##### INPUT FOR THIS TASK #####

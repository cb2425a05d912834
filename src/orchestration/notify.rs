use std::sync::Arc;

use serde_json::Value;
use uuid::Uuid;

use crate::ports::{EventEmitter, EventScope, Notification, NotificationSink};
use crate::utils::circuit_breaker::{CircuitBreaker, CircuitBreakerConfig, CircuitBreakerError};

// ============================================================================
// Best-Effort Delivery
// ============================================================================
//
// Notifications and realtime events must never fail an orchestration
// operation once the aggregate state was durably written. This wrapper logs
// and swallows every failure, and a circuit breaker per channel stops
// hammering a sink that is consistently down.
//
// ============================================================================

pub struct BestEffortNotifier {
    sink: Arc<dyn NotificationSink>,
    emitter: Arc<dyn EventEmitter>,
    sink_breaker: CircuitBreaker,
    emitter_breaker: CircuitBreaker,
}

impl BestEffortNotifier {
    pub fn new(sink: Arc<dyn NotificationSink>, emitter: Arc<dyn EventEmitter>) -> Self {
        Self {
            sink,
            emitter,
            sink_breaker: CircuitBreaker::new(CircuitBreakerConfig::default()),
            emitter_breaker: CircuitBreaker::new(CircuitBreakerConfig::default()),
        }
    }

    /// Deliver a notification, swallowing any failure.
    pub async fn notify(&self, user_id: Uuid, notification: Notification) {
        let kind = notification.kind;
        match self
            .sink_breaker
            .call(self.sink.notify(user_id, notification))
            .await
        {
            Ok(()) => {}
            Err(CircuitBreakerError::CircuitOpen) => {
                tracing::debug!(%user_id, ?kind, "Notification skipped, sink circuit open");
            }
            Err(CircuitBreakerError::OperationFailed(error)) => {
                tracing::warn!(%user_id, ?kind, %error, "Notification delivery failed");
            }
        }
    }

    /// Broadcast a realtime event, swallowing any failure.
    pub async fn emit(&self, scope: EventScope, event: &str, payload: Value) {
        match self
            .emitter_breaker
            .call(self.emitter.emit(scope, event, payload))
            .await
        {
            Ok(()) => {}
            Err(CircuitBreakerError::CircuitOpen) => {
                tracing::debug!(event, "Event broadcast skipped, emitter circuit open");
            }
            Err(CircuitBreakerError::OperationFailed(error)) => {
                tracing::warn!(event, %error, "Event broadcast failed");
            }
        }
    }
}
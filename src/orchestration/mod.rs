// ============================================================================
// Orchestration Layer
// ============================================================================
//
// Drives the multi-order aggregate through the collaborator ports: the
// facade is the single entry point, the rider assignment service owns the
// reservation cascade, and the best-effort notifier guards the
// fire-and-forget channels.
//
// ============================================================================

pub mod facade;
pub mod notify;
pub mod rider_assignment;

#[cfg(test)]
mod tests;

pub use facade::{NewMultiOrder, OrchestrationFacade};
pub use notify::BestEffortNotifier;
pub use rider_assignment::RiderAssignmentService;
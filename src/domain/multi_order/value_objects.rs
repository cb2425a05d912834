use chrono::{DateTime, Utc};
use serde::{Deserialize, Serialize};
use uuid::Uuid;

// ============================================================================
// Multi-Order Value Objects
// ============================================================================

/// Status of one restaurant's slice of a multi-restaurant purchase.
/// Sub-orders progress independently of their siblings.
#[derive(Debug, Clone, Copy, PartialEq, Eq, Hash, Serialize, Deserialize)]
#[serde(rename_all = "snake_case")]
pub enum SubOrderStatus {
    Pending,
    Confirmed,
    Preparing,
    Ready,
    PickedUp,
    OnTheWay,
    Delivered,
    Cancelled,
}

impl SubOrderStatus {
    /// Terminal statuses permit no further mutation.
    pub fn is_terminal(&self) -> bool {
        matches!(self, SubOrderStatus::Delivered | SubOrderStatus::Cancelled)
    }
}

/// Aggregated status of the parent multi-order. Always derived from the
/// multiset of sub-order statuses (see `aggregator`), except for the two
/// rider-driven transitions and cancellation, which set it directly.
#[derive(Debug, Clone, Copy, PartialEq, Eq, Hash, Serialize, Deserialize)]
#[serde(rename_all = "snake_case")]
pub enum MultiOrderStatus {
    Pending,
    PartiallyConfirmed,
    AllConfirmed,
    Preparing,
    PartiallyReady,
    AllReady,
    PickingUp,
    PickedUp,
    OnTheWay,
    Delivered,
    Cancelled,
}

impl std::fmt::Display for SubOrderStatus {
    fn fmt(&self, f: &mut std::fmt::Formatter<'_>) -> std::fmt::Result {
        let name = match self {
            SubOrderStatus::Pending => "pending",
            SubOrderStatus::Confirmed => "confirmed",
            SubOrderStatus::Preparing => "preparing",
            SubOrderStatus::Ready => "ready",
            SubOrderStatus::PickedUp => "picked_up",
            SubOrderStatus::OnTheWay => "on_the_way",
            SubOrderStatus::Delivered => "delivered",
            SubOrderStatus::Cancelled => "cancelled",
        };
        f.write_str(name)
    }
}

impl MultiOrderStatus {
    pub fn is_terminal(&self) -> bool {
        matches!(self, MultiOrderStatus::Delivered | MultiOrderStatus::Cancelled)
    }

    /// Once any pickup activity has begun the order can no longer be
    /// cancelled.
    pub fn pickup_started(&self) -> bool {
        matches!(
            self,
            MultiOrderStatus::PickingUp
                | MultiOrderStatus::PickedUp
                | MultiOrderStatus::OnTheWay
                | MultiOrderStatus::Delivered
        )
    }
}

impl std::fmt::Display for MultiOrderStatus {
    fn fmt(&self, f: &mut std::fmt::Formatter<'_>) -> std::fmt::Result {
        let name = match self {
            MultiOrderStatus::Pending => "pending",
            MultiOrderStatus::PartiallyConfirmed => "partially_confirmed",
            MultiOrderStatus::AllConfirmed => "all_confirmed",
            MultiOrderStatus::Preparing => "preparing",
            MultiOrderStatus::PartiallyReady => "partially_ready",
            MultiOrderStatus::AllReady => "all_ready",
            MultiOrderStatus::PickingUp => "picking_up",
            MultiOrderStatus::PickedUp => "picked_up",
            MultiOrderStatus::OnTheWay => "on_the_way",
            MultiOrderStatus::Delivered => "delivered",
            MultiOrderStatus::Cancelled => "cancelled",
        };
        f.write_str(name)
    }
}

/// Who is performing an operation. Resolved once at the boundary; never
/// compared as free-form strings inside the core.
#[derive(Debug, Clone, Copy, PartialEq, Eq, Serialize, Deserialize)]
#[serde(rename_all = "snake_case")]
pub enum ActorRole {
    Customer,
    Admin,
    RestaurantStaff,
    Rider,
}

#[derive(Debug, Clone, Copy, PartialEq, Eq, Serialize, Deserialize)]
#[serde(rename_all = "snake_case")]
pub enum PaymentStatus {
    Pending,
    Paid,
}

/// Customer-facing order number: `MO-<4-digit-year>-<zero-padded sequence>`,
/// e.g. `MO-2024-0007`. Assigned once at creation, never changed.
#[derive(Debug, Clone, PartialEq, Eq, Hash, Serialize, Deserialize)]
pub struct OrderNumber(String);

impl OrderNumber {
    pub fn new(year: i32, sequence: u32) -> Self {
        Self(format!("MO-{year}-{sequence:04}"))
    }

    pub fn as_str(&self) -> &str {
        &self.0
    }
}

impl std::fmt::Display for OrderNumber {
    fn fmt(&self, f: &mut std::fmt::Formatter<'_>) -> std::fmt::Result {
        f.write_str(&self.0)
    }
}

/// One line of a restaurant cart. Prices are in minor currency units.
#[derive(Debug, Clone, Serialize, Deserialize)]
pub struct OrderItem {
    pub name: String,
    pub quantity: u32,
    pub unit_price: i64,
}

/// Pricing breakdown in minor currency units. The aggregate's pricing is an
/// immutable snapshot summed over its sub-orders at creation time.
#[derive(Debug, Clone, Copy, Default, PartialEq, Eq, Serialize, Deserialize)]
pub struct Pricing {
    pub subtotal: i64,
    pub delivery_fee: i64,
    pub discount: i64,
    pub total: i64,
}

impl Pricing {
    /// Sum a set of per-restaurant breakdowns into one aggregate snapshot.
    pub fn combine<'a>(parts: impl IntoIterator<Item = &'a Pricing>) -> Self {
        parts.into_iter().fold(Pricing::default(), |acc, p| Pricing {
            subtotal: acc.subtotal + p.subtotal,
            delivery_fee: acc.delivery_fee + p.delivery_fee,
            discount: acc.discount + p.discount,
            total: acc.total + p.total,
        })
    }
}

/// Append-only record of one observed aggregate status transition.
#[derive(Debug, Clone, Serialize, Deserialize)]
pub struct StatusHistoryEntry {
    pub status: MultiOrderStatus,
    pub at: DateTime<Utc>,
    pub note: Option<String>,
}

/// One rider GPS sample. The location log is unbounded append, no dedup.
#[derive(Debug, Clone, Copy, Serialize, Deserialize)]
pub struct RiderLocation {
    pub lat: f64,
    pub lng: f64,
    pub at: DateTime<Utc>,
}

/// One restaurant's portion of a checkout request.
#[derive(Debug, Clone)]
pub struct RestaurantCart {
    pub restaurant_id: Uuid,
    pub restaurant_name: String,
    pub items: Vec<OrderItem>,
    pub pricing: Pricing,
}

// ============================================================================
// Unit Tests
// ============================================================================
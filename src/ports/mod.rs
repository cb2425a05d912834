// ============================================================================
// Collaborator Ports
// ============================================================================
//
// The orchestration core is a library layer: sub-orders, riders, and the
// aggregate itself live in collaborator-owned stores, and notifications /
// realtime events are delivered by collaborator-owned sinks. Each port is an
// async trait injected at construction, never reached through an ambient
// global.
//
// ============================================================================

pub mod multi_order_store;
pub mod notifications;
pub mod rider_directory;
pub mod sub_order_store;

pub use multi_order_store::*;
pub use notifications::*;
pub use rider_directory::*;
pub use sub_order_store::*;

use uuid::Uuid;

/// Infrastructure-level failures from the collaborator stores. Business
/// rules never produce these; they surface through
/// `OrchestrationError::Store` (or `PartialFailure` mid-cascade).
#[derive(Debug, thiserror::Error)]
pub enum StoreError {
    #[error("{entity} not found: {id}")]
    NotFound { entity: &'static str, id: Uuid },

    #[error("Version conflict on {id}: expected {expected}, found {actual}")]
    VersionConflict { id: Uuid, expected: i64, actual: i64 },

    #[error("{entity} already exists: {id}")]
    AlreadyExists { entity: &'static str, id: Uuid },

    #[error("Store unavailable: {0}")]
    Unavailable(String),
}

impl StoreError {
    pub fn not_found(entity: &'static str, id: Uuid) -> Self {
        Self::NotFound { entity, id }
    }
}

impl crate::utils::retry::IsTransient for StoreError {
    fn is_transient(&self) -> bool {
        matches!(self, StoreError::VersionConflict { .. } | StoreError::Unavailable(_))
    }
}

#####

WORK TO COMPLETE: Look through the data above and return exactly the lines from the one that contains "pub fn not_found(entity: &'static" to the one that contains "fn is_transient(&self) ->", inclusive, with nothing else.

RESPONSE FOR THIS EXERCISE:
    pub fn not_found(entity: &'static str, id: Uuid) -> Self {
        Self::NotFound { entity, id }
    }
}

impl crate::utils::retry::IsTransient for StoreError {
    fn is_transient(&self) -> bool {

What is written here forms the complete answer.